I was out taking my mom grocery shopping at her favourite local organic market (Organic Garage) one Saturday aftertoon, and we came upon this cute package of mushrooms labeled as ‘bunapi’ mushrooms. They looked to be similar to enokis but a bit bigger, and a brief iPhone googling lead me to believe they would be delicious, so into the shopping cart they went. They grow in clusters and like enokis you discard the tough flavourless base and eat the stocks and heads.
One of my favourite recipes is enoki mushrooms wrapped in beef, so I set out to replicate this using these slightly larger, more flavoursome mushrooms. I hit up the supermarket in the morning and perused the beef section. There are lots of different types of thinly sliced beef readily available, but I chose sirloin for its extremely tender texture instead of a more flavoursome but potentially tougher cut. I also picked up purple asparagus and fresh yellow potatoes. Had I not had fresh baby garlic and chives (optional) from the garden I would have picked these up too. Regular garlic would work too, but don’t go overboard, you don’t want to overpower the rather delicate mushrooms.
I began by boiling my quartered potatoes, and steaming my purple asparagus in the same pot. This is a technique I like mostly to save stove space, and thankfully unlike many purple vegetables, purple asparagus is color-fast and doesn’t stain the potatoes below it. Purple asparagus does not need as much cooking time as regular asparagus as it is already more tender to begin with, and excessive cooking will remove the purple color. As an aside, white asparagus requires special preparation and almost 2x the cooking of green asparagus, where as purple is the exact opposite. Definitely the best asparagus if you can get it when it’s in season! The asparagus will be done before the potatoes, just test it with a fork, but both will be done before everything else.
We begin by cutting away the base of the mushroom cluster off and throwing it away. Separate all the little mushrooms and put them in our pan. Next we can start sautéing our bunapis in a bit of cooking oil like canola or sunflower, nothing too flavoursome though. Medium-high heat (6/10) but not too long, just a couple minutes. We don’t want to over cook them, they should wilt a bit without destroying their texture. Add in your garlic and chives and continue to sauté for another couple minutes. Again you want the mushrooms soft but not overcooked, eat one and test :) Take them off the heat and put them in a bowl to cool for later.
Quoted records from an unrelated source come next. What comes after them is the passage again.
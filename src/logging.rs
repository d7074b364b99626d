use std::path::Path;

use crate::error::Result;

/// Routes `log` output to a file. The terminal belongs to the renderer.
pub fn setup_logger(path: &Path) -> Result<()> {
    fern::Dispatch::new()
        .format(|out, message, record| {
            out.finish(format_args!(
                "{} [{}] {}: {}",
                chrono::Local::now().format("%Y-%m-%d %H:%M:%S%.3f"),
                record.level(),
                record.target(),
                message
            ))
        })
        .level(log::LevelFilter::Debug)
        .chain(fern::log_file(path)?)
        .apply()?;
    Ok(())
}
use crate::maze::Pos;

pub fn distance(a: Pos, b: Pos) -> f64 {
    let dx = a.x as f64 - b.x as f64;
    let dy = a.y as f64 - b.y as f64;
    (dx * dx + dy * dy).sqrt()
}

/// Whether `cell` is revealed to an observer at `observer`. The radius is inclusive.
pub fn is_visible(cell: Pos, observer: Pos, radius: f64) -> bool {
    distance(cell, observer) <= radius
}
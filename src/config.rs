use std::path::PathBuf;

// Playfield in pixel units. The grid size follows from these.
pub const SCREEN_W: usize = 800;
pub const SCREEN_H: usize = 600;
pub const CELL_SIZE: usize = 40;

pub const GRID_W: usize = SCREEN_W / CELL_SIZE;
pub const GRID_H: usize = SCREEN_H / CELL_SIZE;

/// Terminal columns used to draw one maze cell.
pub const CELL_W: usize = 2;

pub const DEFAULT_FPS: u64 = 60;

pub const START_POS: (usize, usize) = (1, 1);

pub const DEFAULT_COINS: u32 = 0;
pub const DEFAULT_VISIBILITY_RADIUS: u32 = 3;
pub const DEFAULT_DIFFICULTY: f64 = 1.0;
pub const MIN_DIFFICULTY: f64 = 0.1;

pub const VISIBILITY_COST: u32 = 10;
pub const DIFFICULTY_COST: u32 = 15;
pub const DIFFICULTY_STEP: f64 = 0.1;

/// Per-frame advance of the coin pulse phase.
pub const PULSE_STEP: f64 = 0.1;

pub const SAVE_FILE: &str = "save.json";
pub const LOG_FILE: &str = "maze_runner.log";

#[derive(Clone, Debug)]
pub struct Settings {
    pub grid_w: usize,
    pub grid_h: usize,
    pub fps: u64,
    pub save_path: PathBuf,
    pub log_path: PathBuf,
}

impl Default for Settings {
    fn default() -> Self {
        Self {
            grid_w: GRID_W,
            grid_h: GRID_H,
            fps: DEFAULT_FPS,
            save_path: PathBuf::from(SAVE_FILE),
            log_path: PathBuf::from(LOG_FILE),
        }
    }
}

#[cfg(test)]
mod tests {
    use super::*;

    #[test]
    fn grid_matches_playfield() {
        let settings = Settings::default();
        assert_eq!((settings.grid_w, settings.grid_h), (20, 15));
    }
}
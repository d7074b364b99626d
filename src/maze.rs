use rand::seq::SliceRandom;
use rand::Rng;

/// Two-step carve offsets. The shuffled order of these decides the shape of the maze.
const CARVE_STEPS: [(isize, isize); 4] = [(0, 2), (2, 0), (0, -2), (-2, 0)];

/// Each unit of difficulty adds this much probability of skipping a carve direction.
const SKIP_PER_DIFFICULTY: f64 = 0.1;

#[derive(Clone, Copy, Debug, PartialEq, Eq)]
pub enum Tile {
    Wall,
    Path,
}

#[derive(Clone, Copy, Debug, PartialEq, Eq, Hash)]
pub struct Pos {
    pub x: usize,
    pub y: usize,
}

impl Pos {
    pub const fn new(x: usize, y: usize) -> Self {
        Self { x, y }
    }
}

#[derive(Clone, Copy, Debug, PartialEq, Eq, Hash)]
pub enum Dir {
    Up,
    Down,
    Left,
    Right,
}

impl Dir {
    pub fn delta(self) -> (isize, isize) {
        match self {
            Dir::Up => (0, -1),
            Dir::Down => (0, 1),
            Dir::Left => (-1, 0),
            Dir::Right => (1, 0),
        }
    }
}

#[derive(Clone, Debug, PartialEq)]
pub struct Maze {
    width: usize,
    height: usize,
    grid: Vec<Vec<Tile>>,
}

/// One pending carve step: the cell being carved from, its shuffled
/// direction order and how many of those directions were already tried.
struct CarveFrame {
    pos: Pos,
    dirs: [(isize, isize); 4],
    next: usize,
}

impl CarveFrame {
    fn enter(pos: Pos, rng: &mut impl Rng) -> Self {
        let mut dirs = CARVE_STEPS;
        dirs.shuffle(rng);
        Self { pos, dirs, next: 0 }
    }
}

impl Maze {
    pub fn filled(width: usize, height: usize) -> Self {
        Self {
            width,
            height,
            grid: vec![vec![Tile::Wall; width]; height],
        }
    }

    /// Carves a randomized depth-first maze starting at `(1, 1)`.
    ///
    /// A direction is only taken when a uniform draw is strictly greater than
    /// `difficulty * 0.1`, so `difficulty >= 10` leaves everything but the start
    /// and the forced corridors closed. The entrance (row 1, columns 0-1) and the
    /// exit (row `height - 2`, the last two columns) are always opened afterwards.
    ///
    /// `width` and `height` must be at least 3.
    pub fn generate(rng: &mut impl Rng, width: usize, height: usize, difficulty: f64) -> Self {
        let mut maze = Self::filled(width, height);
        let threshold = difficulty * SKIP_PER_DIFFICULTY;

        let start = Pos::new(1, 1);
        maze.set(start, Tile::Path);
        let mut stack = vec![CarveFrame::enter(start, rng)];

        while let Some(frame) = stack.last_mut() {
            if frame.next >= frame.dirs.len() {
                stack.pop();
                continue;
            }
            let (dx, dy) = frame.dirs[frame.next];
            frame.next += 1;
            let from = frame.pos;

            let Some(target) = maze.offset(from, dx, dy) else {
                continue;
            };
            if maze.tile(target) != Tile::Wall {
                continue;
            }
            // Only drawn once the cheaper checks pass, so the rng stream matches
            // the short-circuiting recursive formulation.
            if rng.gen::<f64>() > threshold {
                let between = Pos::new((from.x + target.x) / 2, (from.y + target.y) / 2);
                maze.set(between, Tile::Path);
                maze.set(target, Tile::Path);
                stack.push(CarveFrame::enter(target, rng));
            }
        }

        maze.open_corridors();
        log::debug!(
            "Generated {}x{} maze at difficulty {:.2}, {} open cells",
            width,
            height,
            difficulty,
            maze.open_cells().len()
        );
        maze
    }

    fn open_corridors(&mut self) {
        let (w, h) = (self.width, self.height);
        for pos in [
            Pos::new(1, 1),
            Pos::new(0, 1),
            Pos::new(w - 2, h - 2),
            Pos::new(w - 1, h - 2),
        ] {
            self.set(pos, Tile::Path);
        }
    }

    pub fn width(&self) -> usize {
        self.width
    }

    pub fn height(&self) -> usize {
        self.height
    }

    pub fn tile(&self, pos: Pos) -> Tile {
        self.grid[pos.y][pos.x]
    }

    pub fn set(&mut self, pos: Pos, tile: Tile) {
        self.grid[pos.y][pos.x] = tile;
    }

    pub fn in_bounds(&self, pos: Pos) -> bool {
        pos.x < self.width && pos.y < self.height
    }

    pub fn offset(&self, pos: Pos, dx: isize, dy: isize) -> Option<Pos> {
        let x = pos.x.checked_add_signed(dx)?;
        let y = pos.y.checked_add_signed(dy)?;
        let next = Pos::new(x, y);
        self.in_bounds(next).then_some(next)
    }

    pub fn can_move(&self, pos: Pos, dir: Dir) -> bool {
        let (dx, dy) = dir.delta();
        self.offset(pos, dx, dy)
            .is_some_and(|next| self.tile(next) == Tile::Path)
    }

    pub fn open_cells(&self) -> Vec<Pos> {
        let mut cells = Vec::new();
        for y in 0..self.height {
            for x in 0..self.width {
                if self.grid[y][x] == Tile::Path {
                    cells.push(Pos { x, y });
                }
            }
        }
        cells
    }

    // Terminates on any generated maze since (1, 1) is open.
    pub fn random_open_cell(&self, rng: &mut impl Rng) -> Pos {
        loop {
            let pos = Pos::new(rng.gen_range(0..self.width), rng.gen_range(0..self.height));
            if self.tile(pos) == Tile::Path {
                return pos;
            }
        }
    }
}

pub fn step(pos: Pos, dir: Dir) -> Pos {
    let (dx, dy) = dir.delta();
    Pos {
        x: (pos.x as isize + dx) as usize,
        y: (pos.y as isize + dy) as usize,
    }
}
use crossterm::cursor::{Hide, Show};
use crossterm::event::{self, Event, KeyCode, KeyEventKind, KeyModifiers};
use crossterm::terminal::{self, EnterAlternateScreen, LeaveAlternateScreen};
use crossterm::ExecutableCommand;
use std::io::{self, Stdout};
use std::thread;
use std::time::{Duration, Instant};

mod app;
mod config;
mod error;
mod game;
mod logging;
mod maze;
mod menu;
mod render;
mod save;
mod visibility;

use app::{App, Flow};
use config::Settings;
use error::Result;
use render::Renderer;

fn main() -> Result<()> {
    let settings = Settings::default();
    logging::setup_logger(&settings.log_path)?;
    log::info!("Starting maze runner with {:?}", settings);

    let mut stdout = io::stdout();
    terminal::enable_raw_mode()?;
    stdout.execute(EnterAlternateScreen)?;
    stdout.execute(Hide)?;

    let result = run(&mut stdout, settings);

    stdout.execute(Show)?;
    stdout.execute(LeaveAlternateScreen)?;
    terminal::disable_raw_mode()?;
    if let Err(e) = &result {
        log::error!("Exiting on error: {}", e);
    }
    result
}

fn run(stdout: &mut Stdout, settings: Settings) -> Result<()> {
    let mut rng = rand::thread_rng();
    let frame_time = Duration::from_micros(1_000_000 / settings.fps.max(1));
    let mut renderer = Renderer::new(settings.grid_w, settings.grid_h);
    let mut app = App::new(settings);

    loop {
        let frame_start = Instant::now();
        while event::poll(Duration::from_millis(0))? {
            match event::read()? {
                Event::Key(key) => {
                    if !matches!(key.kind, KeyEventKind::Press | KeyEventKind::Repeat) {
                        continue;
                    }
                    if key.modifiers.contains(KeyModifiers::CONTROL)
                        && key.code == KeyCode::Char('c')
                    {
                        return Ok(());
                    }
                    if app.handle_key(key.code, &mut rng) == Flow::Quit {
                        log::info!("Quit with {} coins", app.progress.coins);
                        return Ok(());
                    }
                }
                Event::Resize(_, _) => renderer.invalidate(),
                _ => {}
            }
        }

        app.tick(&mut rng);
        render::render(stdout, &app, &mut renderer)?;

        let elapsed = frame_start.elapsed();
        if elapsed < frame_time {
            thread::sleep(frame_time - elapsed);
        }
    }
}
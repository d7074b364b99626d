use thiserror::Error;

#[derive(Error, Debug)]
pub enum Error {
    #[error("Terminal or file I/O failed: {0}")]
    Io(#[from] std::io::Error),
    #[error("Save data could not be encoded or decoded: {0}")]
    Json(#[from] serde_json::Error),
    #[error("Logger already initialized: {0}")]
    Logger(#[from] log::SetLoggerError),
}

pub type Result<T> = std::result::Result<T, Error>;
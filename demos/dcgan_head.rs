use ferrite_ops::{Array, Operand, Ops, OpsConfig, OpsError, Resolved, Result};
use serde_json::json;

/// Generator head driven by a JSON config: the activation names are resolved
/// through `Ops::lookup` the same way a model description would be.
fn main() -> Result<()> {
    let config = OpsConfig::from_json_str(
        r#"{"initializer": "random_normal", "random_stddev": 0.02,
            "layer_regularizer": "weight_norm", "seed": 11}"#,
    )?;
    let mut ops = Ops::new(config)?;
    ops.describe("generator");

    let layers = ops.lookup(&json!({ "activation": "prelu", "final": "tanh" }))?;
    let Resolved::Map(layers) = layers else {
        return Err(OpsError::Configuration("layer table must be an object".to_string()));
    };

    let z = ops.placeholder(vec![Some(4), Some(16)]);
    let net = ops.linear(&z, 4 * 4 * 8)?;
    let net = ops.reshape(&net, &[4, 4, 4, 8])?;
    let net = layers["activation"].apply(&mut ops, &[Operand::from(net)])?;
    let net = ops.deconv2d(&net, 5, 5, 2, 2, 4)?;
    let net = ops.batch_norm(&net)?;
    let net = layers["activation"].apply(&mut ops, &[Operand::from(net)])?;
    let net = ops.deconv2d(&net, 5, 5, 2, 2, 3)?;
    let image = layers["final"].apply(&mut ops, &[Operand::from(net)])?;

    let noise = Array::from_vec(&[4, 16], (0..64).map(|i| ((i * 37) % 17) as f32 / 8.5 - 1.0).collect())?;
    let feeds = [(&z, noise)];

    let mut session = ops.new_session();
    ops.initialize_variables(&mut session)?;
    ops.data_dependent_init(&mut session, &feeds)?;

    let out = session.run_one(ops.graph(), &image, &feeds)?;
    println!("generated {:?}, mean {:.4}", out.shape, out.mean());
    for var in ops.variables() {
        println!("  {:<24} {}", var.name(), var.shape());
    }
    Ok(())
}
Next I fried my sirloins on the stove, and I think that this is the weak point of this recipe. Had I had access to a barbecue, or better yet a hibachi grill, I think the crispy texture of the meat would have aided the overall dish. (That’s high rise living for ya) Either way you cook them, high heat (8/10 on the stove) and just a minute on each side, you don’t want to dry the meat out. I rubbed them down with paper towel when they were done to remove any excess oil, the sirloin is a pretty lean meat on its own. It wont be pleasant to eat (since it is finger food!) if the outside is too greasy after all… I didn’t season the meat at all, again we don’t want to overpower our delicate filling.
Once our steaks are cook enough to touch, we can begin rolling our wraps. Put a decent amount of the filling inside, and arrange some mushroom heads to point out at least one (if not both) of the sides. Roll the meat tightly and then tooth pick them closed and you’re done! Put a couple on a plate with some potatoes and asparagus and serve while its all still warm.
It’s delicious, easy and quick! The bunapis are sweet and delicate, you don’t want to over season them. I would definitely recommend using a grill instead of a frying pan, but either way it was a hit. Roll some up today, you’ll love ‘em!